● Problem details
An exact copy of the listing below is required.
☆ ☆ ☆ ☆ ☆
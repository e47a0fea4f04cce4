//! Interface definitions for the catalog indexer's external systems.
//!
//! Every external collaborator sits behind an `async_trait` so pipeline
//! components receive them by injection and tests can substitute mocks.

mod graph_database;
mod message_publisher;
mod object_store;
mod search_engine_client;
mod source_repository;
mod text_extractor;

pub use graph_database::GraphDatabase;
pub use message_publisher::{publish_json, MessagePublisher};
pub use object_store::{get_json, put_json, ObjectStore};
pub use search_engine_client::SearchEngineClient;
pub use source_repository::SourceRepository;
pub use text_extractor::TextExtractor;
☆ ☆ ☆ ☆ ☆
● Task output
repository e47a0fea4f04cce4
//! Interface definitions for the catalog indexer's external systems.
//!
//! Every external collaborator sits behind an `async_trait` so pipeline
//! components receive them by injection and tests can substitute mocks.

mod graph_database;
mod message_publisher;
mod object_store;
mod search_engine_client;
mod source_repository;
mod text_extractor;

pub use graph_database::GraphDatabase;
pub use message_publisher::{publish_json, MessagePublisher};
pub use object_store::{get_json, put_json, ObjectStore};
pub use search_engine_client::SearchEngineClient;
pub use source_repository::SourceRepository;
pub use text_extractor::TextExtractor;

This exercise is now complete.